In 2005, elections for half the municipal councillors were held, with men voting for male candidates. In February 2009 it was announced that municipal elections scheduled for 2009 would be postponed indefinitely "for evaluation".[5] A government spokesperson said that they were postponed to consider suffrage for women in the next elections.[6] The municipal elections were eventually scheduled for and took place in 2011, but universal suffrage was delayed until the scheduled 2015 vote.

Saudi Arabia's Consultative Assembly (Majlis ash-Shura), with 150 appointed members, can propose laws but the proposals do not have the status of primary legislation due to the government's status as an absolute monarchy. No political parties are allowed in Saudi Arabia.

Women's participation

When Saudi Arabia held municipal elections in the 50s and 60s, women were not allowed to vote or stand for office.[7] No further elections were held until 2005. Despite some expectation that women would be allowed to participate on that occasion, Saudi officials decided that they would not.[8] It was argued that not enough women would be available to staff female polling stations (gender segregation is normal in the country) and that only a small number of women held ID cards, which would be required in order for them to vote.[7] The same rules applied when elections were held in 2011.[9] In September 2011, King Abdullah announced that women would be granted the right to both vote and stand for election from 2012, meaning that they will be entitled to participate in the scheduled 2015 municipal elections.[10] He also stated that women would become eligible to take part in the unelected shura.[11][12] Amnesty International described the decision as "a welcome, albeit limited, step along the long road towards gender equality in Saudi Arabia, and a testament to the long struggle of women's rights activists there".[13]

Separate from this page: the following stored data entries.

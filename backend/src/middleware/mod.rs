pub mod locale;

pub use locale::{API_PREFIX, LOCALE_COOKIE, locale_cookie, locale_middleware};
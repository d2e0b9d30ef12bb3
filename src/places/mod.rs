pub mod api;
pub mod filter;
pub mod model;

pub use api::*;
pub use filter::*;
pub use model::*;
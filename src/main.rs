use dioxus::logger::tracing::Level;
use dioxus::prelude::*;
use views::{Navbar, Search};

mod components;
mod contexts;
mod map;
mod places;
mod reference;
mod utils;
mod views;

use contexts::ListPanelContext;

#[derive(Debug, Clone, Routable, PartialEq)]
#[rustfmt::skip]
enum Route {
    #[layout(Navbar)]
        #[route("/")]
        Search {},
}

const MAIN_CSS: Asset = asset!("/assets/styling/main.css");

fn main() {
    if let Err(e) = dioxus::logger::init(Level::INFO) {
        eprintln!("Failed to initialise logging: {}", e);
    }

    #[cfg(feature = "desktop")]
    {
        use dioxus_desktop::{Config, WindowBuilder};

        LaunchBuilder::desktop()
            .with_cfg(
                Config::new().with_window(
                    WindowBuilder::new().with_title("Neighborhood Map")
                ),
            )
            .launch(App);
    }

    #[cfg(all(feature = "web", not(feature = "desktop")))]
    LaunchBuilder::web().launch(App);
}

#[component]
fn App() -> Element {
    // The list panel starts open; the header button toggles it
    let is_open = use_signal(|| true);
    use_context_provider(|| ListPanelContext { is_open });

    rsx! {
        document::Link { rel: "stylesheet", href: MAIN_CSS }

        Router::<Route> {}
    }
}
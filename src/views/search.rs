use dioxus::{logger::tracing, prelude::*};

use crate::components::{FilterInput, ListStatus, MapView, PlacesList};
use crate::contexts::ListPanelContext;
use crate::places::{fetch_places, filter_places, Place, PlacesQuery};

const SEARCH_CSS: Asset = asset!("/assets/styling/search.css");

/// Owns the fetched places, the filter query and the selected title, and hands
/// the filtered places to the list and the map
#[component]
pub fn Search() -> Element {
    let panel = use_context::<ListPanelContext>();

    let mut locations = use_signal(Vec::<Place>::new);
    let mut status = use_signal(|| ListStatus::Loading);
    let mut filter_query = use_signal(String::new);
    let mut selected_title = use_signal(String::new);

    // Single fetch at mount; a failure stays on screen for this load
    use_effect(move || {
        spawn(async move {
            match fetch_places(&PlacesQuery::default()).await {
                Ok(places) => {
                    locations.set(places);
                    status.set(ListStatus::Loaded);
                }
                Err(e) => {
                    tracing::error!("Failed to fetch places: {}", e);
                    status.set(ListStatus::Failed(e.to_string()));
                }
            }
        });
    });

    let filtered = use_memo(move || filter_places(&locations.read(), &filter_query.read()));

    rsx! {
        document::Link { rel: "stylesheet", href: SEARCH_CSS }
        main { class: "search-container", role: "main", "aria-label": "Neighborhood Map",
            section { id: "placelistview", class: panel.panel_class(),
                FilterInput {
                    on_query: move |query| filter_query.set(query)
                }
                PlacesList {
                    places: filtered(),
                    selected_title: selected_title(),
                    status: status(),
                    on_select: move |title| selected_title.set(title)
                }
            }
            MapView {
                locations: filtered(),
                filter_text: filter_query(),
                selected_title: selected_title(),
                on_select: move |title| selected_title.set(title)
            }
        }
    }
}
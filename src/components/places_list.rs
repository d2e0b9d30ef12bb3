use dioxus::prelude::*;

use crate::components::PlaceItem;
use crate::places::Place;
use crate::utils::config;

/// Load status of the place list
#[derive(Debug, Clone, PartialEq)]
pub enum ListStatus {
    Loading,
    Loaded,
    Failed(String),
}

#[derive(Props, PartialEq, Clone)]
pub struct PlacesListProps {
    places: Vec<Place>,
    selected_title: String,
    status: ListStatus,
    on_select: EventHandler<String>,
}

#[component]
pub fn PlacesList(props: PlacesListProps) -> Element {
    let on_select = props.on_select;

    rsx! {
        div { id: config::PLACES_LIST_ID, class: "places-list",
            {match &props.status {
                ListStatus::Loading => rsx! { p { class: "places-status", "Loading places..." } },
                ListStatus::Failed(message) => rsx! {
                    p { class: "error", style: "color: red", "{message}" }
                },
                ListStatus::Loaded if props.places.is_empty() => rsx! {
                    p { class: "places-status", "No places match" }
                },
                ListStatus::Loaded => rsx! {
                    ul { "aria-label": "Places",
                        {props.places.iter().map(|place| {
                            rsx! {
                                PlaceItem {
                                    key: "{place.name}-{place.location.lat}-{place.location.lng}",
                                    place: place.clone(),
                                    selected: place.name == props.selected_title,
                                    on_select: move |title| on_select.call(title),
                                }
                            }
                        })}
                    }
                },
            }}
        }
    }
}
use crate::reference::ReferenceLink;

/// What the info panel shows for the selected place
#[derive(Debug, Clone, PartialEq)]
pub enum PanelContent {
    /// Lookup in flight
    Loading { title: String },
    Links { title: String, links: Vec<ReferenceLink> },
    Failed { title: String, message: String },
}

impl PanelContent {
    pub fn title(&self) -> &str {
        match self {
            PanelContent::Loading { title }
            | PanelContent::Links { title, .. }
            | PanelContent::Failed { title, .. } => title,
        }
    }

    /// Markup handed to the map widget's info window
    pub fn to_html(&self) -> String {
        let mut html = format!(
            "<div role=\"dialog\" class=\"infowindow\" tabindex=\"0\" aria-labelledby=\"infowindow-help\">\
             <h2>{}</h2><p id=\"infowindow-help\">Relevant Wikipedia Links</p><ul>",
            escape_html(self.title())
        );

        match self {
            PanelContent::Loading { .. } => {
                html.push_str("<li class=\"infowindow-item\">Loading...</li>");
            }
            PanelContent::Links { links, .. } => {
                for link in links {
                    html.push_str(&format!(
                        "<li class=\"infowindow-item\"><a target=\"_blank\" rel=\"noopener noreferrer\" href=\"{}\">{}</a></li>",
                        escape_html(&link.url),
                        escape_html(&link.title)
                    ));
                }
            }
            PanelContent::Failed { message, .. } => {
                html.push_str(&format!(
                    "<p class=\"error\" style=\"color:red\">{}</p>",
                    escape_html(message)
                ));
            }
        }

        html.push_str("</ul></div>");
        html
    }
}

fn escape_html(text: &str) -> String {
    let mut escaped = String::with_capacity(text.len());
    for c in text.chars() {
        match c {
            '&' => escaped.push_str("&amp;"),
            '<' => escaped.push_str("&lt;"),
            '>' => escaped.push_str("&gt;"),
            '"' => escaped.push_str("&quot;"),
            '\'' => escaped.push_str("&#39;"),
            _ => escaped.push(c),
        }
    }
    escaped
}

As with many issues related to women's rights, women's suffrage has been a matter of public discussion in Saudi Arabia in recent years, with strongly held views on both sides.[14] It is the last country in the world to retain a gender-specific ban on political suffrage.[15]

Women are allowed to hold positions on boards of chambers of commerce. In 2008, two women were elected to the board of the Jeddah Chamber of Commerce and Industry. There are no women on the High Court or the Supreme Judicial Council. There is one woman in a cabinet-level position, as deputy minister for women's education.[16]

See also


  1. ^ "Saudi Arabia to hold elections next month after year and a half delay". Toronto: Toronto Star/AP. 22 March 2011. Archived from the original on 22 March 2011. Retrieved 2011-03-22.
  2. ^ "Women remain barred from voting as Saudi Arabia announces elections". The National (Abu Dhabi)/AP/Bloomberg. 23 March 2011. Archived from the original on 22 March 2011. Retrieved 2011-03-22.
  3. ^ "Saudis vote in municipal elections, results on Sunday". Oman Observer/AFP. 30 September 2011. Archived from the original on 15 December 2011. Retrieved 2011-12-14.
  4. ^ Mattheisen, Toby. "Centre –Periphery Relations and the Emergence of a Public Sphere in Saudi Arabia: The Municipal Elections in the Eastern Province, 1954 – 1960". tandfonline.com. British Journal of Middle Eastern Studies. Retrieved 20 February 2015.
  5. ^ Brian Whitaker, The Guardian, 24 February 2009, Hello, democracy – and goodbye
  6. ^ http://www.nzz.ch/nachrichten/politik/international/kampagne_fuer_frauenstimmrecht_in_saudi-arabien_1.9117068.html
  7. ^ a b "Saudi government bans women's suffrage". MSNBC. 10/11/2004. Retrieved 25 September 2011. Check date values in: |date= (help)
  8. ^ "Saudi women barred from voting". BBC News. 11 October 2004. Retrieved 20 September 2007.
  9. ^ "Saudi Arabia gives women right to vote". The Guardian. 25 September 2011. Retrieved 25 September 2011.
  10. ^ "Women in Saudi Arabia 'to vote and run in elections'". BBC News. 25 September 2011. Retrieved 25 September 2011.
  11. ^ "Saudi king allows women to vote". Associated Press. 25 September 2011. Retrieved 25 September 2011.
  12. ^ Saudi king: Women can vote in local elections
  13. ^ "VOTE FOR SAUDI WOMEN NO GUARANTEE OF RIGHTS". Amnesty International Website. Retrieved 27 September 2011.
  14. ^ Zoepf, Katherine (31 May 2010). "Talk of Women's Rights Divides Saudi Arabia". New York Times. Retrieved 25 September 2011.
  15. ^ "Fact Sheet: Women's Political Participation". International Women’s Democracy Center website. Retrieved 25 September 2011.
  16. ^ "Saudis order 40 lashes for elderly woman for mingling". CNN. 9 March 2009.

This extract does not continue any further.